In the first part of the novel the journey from point A to point B goes mostly without a hitch: Alyx learns about each of tourists and reaches some understanding of the foreign world in which she has been plunged. But then they discover that point B has been abandoned, and they must trek into the mountains to find some other way to escape: and unfortunately, “Paradise was not well mapped” (p 44).

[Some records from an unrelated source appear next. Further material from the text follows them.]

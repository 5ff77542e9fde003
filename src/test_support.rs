//! Fakes for the generator and host side-effect seams, shared by unit and router tests.

use async_trait::async_trait;
use std::sync::atomic::{AtomicBool, AtomicUsize, Ordering};
use std::sync::{Condvar, Mutex};
use tokio::net::TcpListener;
use tokio::sync::Notify;

use crate::clipboard::{ClipboardWriter, LinkOpener};
use crate::error::{ClipboardError, RemixError};
use crate::remix::{RemixMode, TextGenerator};

/// Returns a fixed response and counts calls.
pub struct ScriptedGenerator {
    response: String,
    pub calls: AtomicUsize,
}

impl ScriptedGenerator {
    pub fn new(response: &str) -> Self {
        Self {
            response: response.to_string(),
            calls: AtomicUsize::new(0),
        }
    }
}

#[async_trait]
impl TextGenerator for ScriptedGenerator {
    async fn generate(&self, _text: &str, _mode: RemixMode) -> Result<String, RemixError> {
        self.calls.fetch_add(1, Ordering::SeqCst);
        Ok(self.response.clone())
    }
}

/// Always fails, like a transport error would after the client logged it.
pub struct FailingGenerator;

#[async_trait]
impl TextGenerator for FailingGenerator {
    async fn generate(&self, _text: &str, _mode: RemixMode) -> Result<String, RemixError> {
        Err(RemixError::GenerationFailure)
    }
}

/// Holds every call until [`GatedGenerator::release`] is called.
pub struct GatedGenerator {
    response: String,
    gate: Notify,
    pub calls: AtomicUsize,
}

impl GatedGenerator {
    pub fn new(response: &str) -> Self {
        Self {
            response: response.to_string(),
            gate: Notify::new(),
            calls: AtomicUsize::new(0),
        }
    }

    pub fn release(&self) {
        self.gate.notify_one();
    }
}

#[async_trait]
impl TextGenerator for GatedGenerator {
    async fn generate(&self, _text: &str, _mode: RemixMode) -> Result<String, RemixError> {
        self.calls.fetch_add(1, Ordering::SeqCst);
        self.gate.notified().await;
        Ok(self.response.clone())
    }
}

#[derive(Default)]
pub struct RecordingClipboard {
    fail: bool,
    written: Mutex<Vec<String>>,
}

impl RecordingClipboard {
    pub fn failing() -> Self {
        Self {
            fail: true,
            written: Mutex::new(Vec::new()),
        }
    }

    pub fn written(&self) -> Vec<String> {
        self.written.lock().unwrap().clone()
    }
}

impl ClipboardWriter for RecordingClipboard {
    fn write_text(&self, text: &str) -> Result<(), ClipboardError> {
        if self.fail {
            return Err(ClipboardError::Unavailable("no display".to_string()));
        }
        self.written.lock().unwrap().push(text.to_string());
        Ok(())
    }
}

/// Blocks every write until [`GatedClipboard::release`] is called.
#[derive(Default)]
pub struct GatedClipboard {
    entered: AtomicBool,
    open: Mutex<bool>,
    gate: Condvar,
    written: Mutex<Vec<String>>,
}

impl GatedClipboard {
    /// Whether a write has started and is waiting at the gate.
    pub fn entered(&self) -> bool {
        self.entered.load(Ordering::SeqCst)
    }

    pub fn release(&self) {
        *self.open.lock().unwrap() = true;
        self.gate.notify_all();
    }

    pub fn written(&self) -> Vec<String> {
        self.written.lock().unwrap().clone()
    }
}

impl ClipboardWriter for GatedClipboard {
    fn write_text(&self, text: &str) -> Result<(), ClipboardError> {
        self.entered.store(true, Ordering::SeqCst);
        let mut open = self.open.lock().unwrap();
        while !*open {
            open = self.gate.wait(open).unwrap();
        }
        self.written.lock().unwrap().push(text.to_string());
        Ok(())
    }
}

#[derive(Default)]
pub struct RecordingOpener {
    opened: Mutex<Vec<String>>,
}

impl RecordingOpener {
    pub fn opened(&self) -> Vec<String> {
        self.opened.lock().unwrap().clone()
    }
}

impl LinkOpener for RecordingOpener {
    fn open_link(&self, url: &str) -> Result<(), ClipboardError> {
        self.opened.lock().unwrap().push(url.to_string());
        Ok(())
    }
}

/// Accepts connections on an ephemeral local port and never answers them.
///
/// Returns a Messages URL on that port.
pub async fn spawn_stalled_endpoint() -> String {
    let listener = TcpListener::bind("127.0.0.1:0").await.unwrap();
    let addr = listener.local_addr().unwrap();
    tokio::spawn(async move {
        let mut held = Vec::new();
        while let Ok((socket, _)) = listener.accept().await {
            held.push(socket);
        }
    });
    format!("http://{}/v1/messages", addr)
}
//! Text Remix Script
//!
//! This script remixes a piece of text from the command line, either into a
//! single creative paragraph or into up to four tweet variations, using the
//! same Anthropic client as the web service.

use std::io::{self, Write};

use remixer::{
    build_share_url, format_response, AnthropicClient, CharacterCount, RemixMode, RemixRequest,
    RemixResult, RemixerConfig, TextGenerator,
};

/// Reads one trimmed line from stdin after printing `prompt`.
fn prompt_line(prompt: &str) -> io::Result<String> {
    print!("{}", prompt);
    io::stdout().flush()?;
    let mut line = String::new();
    io::stdin().read_line(&mut line)?;
    Ok(line.trim().to_string())
}

/// Loads the API key from the environment (or `.env`), asking for it when absent.
fn load_config() -> Result<RemixerConfig, Box<dyn std::error::Error + Send + Sync>> {
    match dotenvy::dotenv() {
        Ok(path) => println!("📄 Loaded environment from {}", path.display()),
        Err(e) if e.not_found() => {}
        Err(e) => println!("⚠️  Failed to read .env file: {}", e),
    }
    if let Ok(config) = RemixerConfig::from_env() {
        println!("🔑 Using API key from environment");
        return Ok(config);
    }

    let api_key = prompt_line("🔑 Enter your Anthropic API key: ")?;
    if api_key.is_empty() {
        println!("❌ API key cannot be empty!");
        return Err("API key is required".into());
    }
    Ok(RemixerConfig { api_key })
}

fn print_result(result: &RemixResult) {
    match result {
        RemixResult::SingleText(text) => {
            println!("\n✨ Remixed text:\n");
            println!("{}", text);
        }
        RemixResult::TweetList(tweets) if tweets.is_empty() => {
            println!("\n🤷 No tweets were generated.");
        }
        RemixResult::TweetList(tweets) => {
            for (index, tweet) in tweets.iter().enumerate() {
                let count = CharacterCount::of(tweet);
                let flag = if count.is_over_limit() { " ⚠️" } else { "" };
                println!("\n🐦 Version {} ({}{})", index + 1, count, flag);
                println!("{}", tweet);
                println!("🔗 {}", build_share_url(tweet));
            }
        }
    }
}

#[tokio::main]
async fn main() -> Result<(), Box<dyn std::error::Error + Send + Sync>> {
    println!("🎛️  Content Remix Tool");
    println!("======================");

    let config = load_config()?;

    let mode = prompt_line("🎚️  Mode [tweets/single] (default tweets): ")?;
    let mode = if mode.is_empty() {
        RemixMode::MultiTweet
    } else {
        match mode.parse::<RemixMode>() {
            Ok(mode) => mode,
            Err(e) => {
                println!("❌ {}", e);
                return Err(e.into());
            }
        }
    };

    let text = prompt_line("📝 Enter the text to remix: ")?;
    let request = match RemixRequest::new(text, mode) {
        Ok(request) => request,
        Err(e) => {
            println!("❌ Input text cannot be empty!");
            return Err(e.into());
        }
    };

    println!("\n🚀 Remixing in {} mode...", request.mode());
    let client = AnthropicClient::new(config)?;
    match client.generate(request.text(), request.mode()).await {
        Ok(raw) => print_result(&format_response(&raw, request.mode())),
        Err(e) => {
            println!("\n💥 Failed to remix text. Please try again.");
            return Err(e.into());
        }
    }

    Ok(())
}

At the time of publication Picnic on Paradise was and continues to be a radical vision. Alyx, although 26, is an “middle-aged” in her original time who has seen and suffered more than anyone can in Russ’ future. Her body is prematurely old and in no way adheres to western conceptions of beauty. Those around her are shocked and deeply suspicious of her abilities. But Alyx possesses an incredible drive to survive – the antithesis of the 1960s clichéd pulp woman in distress.
An outsider inserted into a varied cast is one of Russ’s favorite techniques: it is most adeptly used in We Who Are About To…. Despite their unappealing angst and frustration with Alyx, we come to feel for them as Alyx molds them into a group able to survive the planet. Their initial childlike perspectives on the world are perfectly embodied by the following passage:
“I ran away from home,” said Iris, “at the age of fifteen and joined a Youth Core. Almost everyone has Youth Cores, although mine wasn’t a delinquent Youth Core and some people will tell you that doesn’t count. But let me tell you, it changed my life. It’s better than hypnotic psychotherapy. They call it a Core because it forms the core of your adolescent rebellion, don’t you see, and I would have been nobody without it, absolutely nobody, it changed my whole life and my values. Did you ever run away from home?”
Yes, said Alyx. “I starved” (p 31).
Picnic on Paradise is a dense, well-written, and moving adventure. The appealing polemic is neatly integrated into the plot and Russ dismembers some of the more pernicious clichés in SF. Russ continues to impress me. Pick up a copy.